As I write, I am the mother of two young daughters: both too young to understand the tragedies befalling our country. No, our world. For when freedom anywhere is threatened, freedom EVERYWHERE is at stake. We know this. I wonder, sitting here on my laptop, how am I changing this world now? While I feel the world changing me (with the not-so-gentle hands of toddlers), it’s harder to imagine myself an activist. My “activities” consist of playtime, coloring, imagining, and singing. Where is the activism in that?
But deep down, I know better than to question my role here. I know better than to doubt the sheer power of raising children. For it is when we raise these children that we build the future before us. It is when we raise this batch of small people that we begin to construct a life ahead that is filled with what we want to see in this world: love.
So what can we as parents do during this time? How can we as parents be activists? Of course we can donate to local organizations or volunteer our time with a worthwhile causes. But what about daily? What about in the tiny moments of daily life when we are raising our children?
- My offering is this: We can raise “upstanders.” Not bystanders–upstanders. We can raise men and women who will not be people who stand by while the world happens but people who stand UP and make the world what we want it to be.
- We can raise men like the Swedish grad students on their bicycles, who stopped to fight on behalf of a woman in need.
- We can raise women like the ones who fervently collect baby carriers for Syrian mothers fleeing the terrors of their homeland.
- We can raise people like the first-responders who rushed towards the explosions at the finish line that spring day in Boston.

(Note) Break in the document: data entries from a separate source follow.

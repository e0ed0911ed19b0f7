//! Provider registry: builds one backend per configured provider and hands
//! them out by provider id.

use super::{LocalBackend, MemoryBackend, StorageBackend};
use crate::{
    config::{ProviderConfig, ProviderKind},
    errors::{BackendError, ConfigError},
};
use std::{collections::HashMap, sync::Arc};
use tracing::{info, warn};

#[derive(Clone, Default)]
pub struct BackendRegistry {
    backends: HashMap<String, Arc<dyn StorageBackend>>,
}

impl BackendRegistry {
    pub fn new() -> Self {
        Self::default()
    }

    /// Build a backend for every provider, selecting the implementation by
    /// provider type.
    pub async fn from_providers(providers: &[ProviderConfig]) -> Result<Self, ConfigError> {
        let mut registry = Self::new();
        for provider in providers {
            info!(
                provider_id = %provider.id,
                provider_type = provider.kind.type_name(),
                "initializing storage provider"
            );
            let backend = match build_backend(&provider.kind).await {
                Ok(backend) => backend,
                Err(source) => {
                    registry.close_all().await;
                    return Err(ConfigError::Backend {
                        id: provider.id.clone(),
                        source,
                    });
                }
            };
            registry.register(provider.id.clone(), backend);
        }
        Ok(registry)
    }

    /// Add or replace the backend for `id`.
    pub fn register(&mut self, id: impl Into<String>, backend: Arc<dyn StorageBackend>) {
        self.backends.insert(id.into(), backend);
    }

    pub fn get(&self, id: &str) -> Result<Arc<dyn StorageBackend>, ConfigError> {
        self.backends
            .get(id)
            .cloned()
            .ok_or_else(|| ConfigError::UnknownProvider(id.to_string()))
    }

    pub fn len(&self) -> usize {
        self.backends.len()
    }

    pub fn is_empty(&self) -> bool {
        self.backends.is_empty()
    }

    /// Close every backend, logging failures instead of stopping at the first.
    pub async fn close_all(&self) {
        for (id, backend) in &self.backends {
            if let Err(err) = backend.close().await {
                warn!(provider_id = %id, "failed to close storage provider: {}", err);
            }
        }
        info!("storage provider connections closed");
    }
}

async fn build_backend(kind: &ProviderKind) -> Result<Arc<dyn StorageBackend>, BackendError> {
    match kind {
        ProviderKind::Local { root } => {
            tokio::fs::create_dir_all(root)
                .await
                .map_err(|err| BackendError::io(format!("create root {}", root.display()), err))?;
            Ok(Arc::new(LocalBackend::new(root.clone())))
        }
        ProviderKind::Memory => Ok(Arc::new(MemoryBackend::new())),
    }
}
//! Storage backend abstraction.
//!
//! Every provider (local filesystem, in-memory, or an external vendor
//! adapter) implements [`StorageBackend`]; the sync engine only ever talks to
//! `Arc<dyn StorageBackend>` and never inspects provider-specific errors.

pub mod local;
pub mod memory;
pub mod registry;

use crate::{
    errors::BackendResult,
    models::{ObjectDescriptor, UploadResult},
};
use async_trait::async_trait;
use bytes::Bytes;
use futures::stream::BoxStream;
use std::{collections::HashMap, io};
use tokio_util::sync::CancellationToken;

pub use local::LocalBackend;
pub use memory::MemoryBackend;
pub use registry::BackendRegistry;

/// Object payload streamed between backends without full buffering.
pub type ByteStream = BoxStream<'static, io::Result<Bytes>>;

/// Capability set required of any storage provider.
///
/// All operations accept the run's cancellation token and must stop promptly
/// once it fires, reporting `BackendErrorKind::Cancelled`. An upload that is
/// cancelled or whose stream fails must not leave a complete-looking object
/// behind.
#[async_trait]
pub trait StorageBackend: Send + Sync {
    /// Every object in `bucket`, keyed by name.
    ///
    /// A missing bucket is reported with `BackendErrorKind::NotFound`.
    async fn list_objects(
        &self,
        bucket: &str,
        cancel: &CancellationToken,
    ) -> BackendResult<HashMap<String, ObjectDescriptor>>;

    /// Open an object for reading.
    async fn get_object(
        &self,
        bucket: &str,
        name: &str,
        cancel: &CancellationToken,
    ) -> BackendResult<(ObjectDescriptor, ByteStream)>;

    /// Write `body` as `name`; `size` is the byte count the caller expects.
    async fn upload_object(
        &self,
        bucket: &str,
        name: &str,
        body: ByteStream,
        size: i64,
        content_type: &str,
        cancel: &CancellationToken,
    ) -> BackendResult<UploadResult>;

    async fn delete_object(
        &self,
        bucket: &str,
        name: &str,
        cancel: &CancellationToken,
    ) -> BackendResult<()>;

    async fn bucket_exists(&self, bucket: &str, cancel: &CancellationToken) -> BackendResult<bool>;

    /// Create `bucket` unless it already exists.
    async fn ensure_bucket_exists(&self, bucket: &str, cancel: &CancellationToken)
    -> BackendResult<()>;

    /// Release any resources held by the backend.
    async fn close(&self) -> BackendResult<()>;
}

/// Fail fast with `Cancelled` once the token has fired.
pub(crate) fn check_cancelled(cancel: &CancellationToken) -> BackendResult<()> {
    if cancel.is_cancelled() {
        return Err(crate::errors::BackendError::cancelled());
    }
    Ok(())
}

- We can raise people like the teachers who threw themselves in front of other people’s babies to shield them from bullets at Sandy Hook.
- We can raise people who stand UP to the kind of fear and hatred we see on our TV screens and around our corners.
- We can raise people who stand UP and don’t stand BY while terrible things happen to the people around them.
I remember the words of Fred Rogers,
“When I was a boy and I would see scary things in the news, my mother would say to me, “Look for the helpers. You will always find people who are helping.” To this day, especially in times of “disaster,” I remember my mother’s words and I am always comforted by realizing that there are still so many helpers – so many caring people in this world.”
Mr. Roger’s mother must have known that she was raising a helper. She must have known that her greatest work was standing in front of her grappling with the scary things. She must have realized her work of motherhood was the greatest activism she could do.
While I don’t have much to offer by means of changing this world, please hear this: by raising your children, you are capable of changing this world. You do not sit on the sidelines. You do not wait for the world to happen to you. For you as a mother, father, guardian, or caregiver have the greatest role: you have the chance to raise the ones who will stand UP for those in need. Who stand UP in the name of freedom and justice and love and tolerance. You as one raising a child have the chance to be the greatest of activists.
So, suit up. This world needs you. Do not lose heart. This world needs you to be strong. To be brave. To grapple. To struggle. To be patient. To be kind. All for the sake of your tiny little humans who will grow up to be one of the upstanders. Oh, and the best way to teach them? Lead by example.